In a misleading press release parroted by Barrett on the Businessweek website, Chevron General Counsel R. Hewitt Pate claimed the "Supreme Court" in Gibraltar ruled in favor of the company. What Pate didn't tell Chevron shareholders is that the Supreme Court of Gibraltar is actually a trial court with fewer judges than most small towns in America.

Pate tried to suggest in his press release that it was the highest appeals court in the country, which it decidedly is not. Pate of course never wants to talk about how Chevron polluted the crap of Ecuador and then tried to corrupt and sabotage the trial where it was held accountable.

The dormant investment vehicle targeted by Chevron was used years ago by the company's victims in Ecuador to fund the prosecution of their environmental claims against the oil giant. The villagers also planned to use it to aggregate proceeds of the judgment that would come with selling off Chevron's seized assets. The idea was to distribute the proceeds for an environmental clean-up in Ecuador without the Ecuadorian government interfering with the process.

The villagers chose not to divert their limited resources from Canada, where they have a real chance of collecting the entirety of their historic judgment. Chevron has $15 billion worth of assets in the country and the Supreme Court recently gave the green light for the villagers to go after them, dealing a devastating blow to Pate's blocking strategy.

"We must be disciplined and focus on seizing Chevron assets to force the company to comply with orders from the courts in Ecuador where the company insisted the trial be held," said Luis Yanza, an Ecuadorian community leader. "We will not fall into the trap of defending against frivolous cases that Chevron chooses to initiate in irrelevant jurisdictions."

With the help of corporate sympathizers in the journalism world like Barrett, Chevron's beleaguered management team is using the Gibraltar ruling to try to present a false picture of "progress" in the litigation.
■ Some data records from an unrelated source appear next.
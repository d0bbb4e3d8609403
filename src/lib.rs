pub mod actions;
pub mod cli;
pub mod config;
pub mod events;
pub mod paths;
pub mod session;
pub mod subst;
pub mod watcher;
pub mod workspace;

pub use actions::*;
pub use config::*;
pub use events::*;
pub use session::*;
pub use subst::*;
pub use watcher::*;
pub use workspace::*;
That is all part of an attempt by Pate and Chevron CEO John Watson to keep company shareholders and the financial markets from belching too loudly about the company's growing risk in Ecuador.

Chevron is on its heels in Canada and in the United States. Chevron's star witness in its retaliatory "racketeering" case in the U.S., Alberto Guerra, recently admitted lying on the stand to try to frame New York lawyer Steven Donziger in a bribery scheme in Ecuador. In apparent violation of federal law, Chevron had paid the witness $2 million for his testimony. Chevron lawyers coached Guerra for 53 consecutive days before allowing him to present his false testimony.

A concrete example of Barrett's dishonesty is how he used only a small portion of a written statement given him by Yanza, the internationally renowned Goldman Prize winner. The statement explained why the Gibraltar judgment has no impact on the case.

Here is Yanza's full statement as sent to Barrett:
Chevron's default judgment is against a dormant investment vehicle. We believe this judgment has zero value other than as a public relations stunt designed by Chevron to project the false appearance of 'progress' in a litigation where the company recently suffered multiple setbacks, including an admission by its star witness that he testified untruthfully in the RICO case and a decision by Canada's Supreme Court allowing our communities to try to seize company assets
While after two decades of litigation Chevron has yet to pay even one dollar to the thousands of people in our country that it harmed, it is no small irony that Chevron rushed to a courthouse in a far-flung jurisdiction to try to collect millions of dollars in fees that it has paid to its army of lawyers. Rather than engage in a multi-jurisdictional campaign of evasion, Chevron's management team would better serve company shareholders by complying with the Ecuador judgment so that the humanitarian crisis afflicting our communities can be addressed immediately.
This is the only part of Yanza's statement that Barrett quotes in his story:
While after two decades of litigation Chevron has yet to pay even one dollar to the thousands of people in our country that it harmed, it is not small irony that Chevron rushed to a courthouse in a far-flung jurisdiction to try to collect millions of dollars in fees that it has paid to its army of lawyers. 
Journalists of course have a right to use only parts of statements in their stories. But Barrett's long history of uncritical service to Chevron's narrative understandably makes us skeptical of his motives. In an obvious conflict of interest, Barrett last year testified in favor of Chevron before the U.S. Congress while reporting on the case.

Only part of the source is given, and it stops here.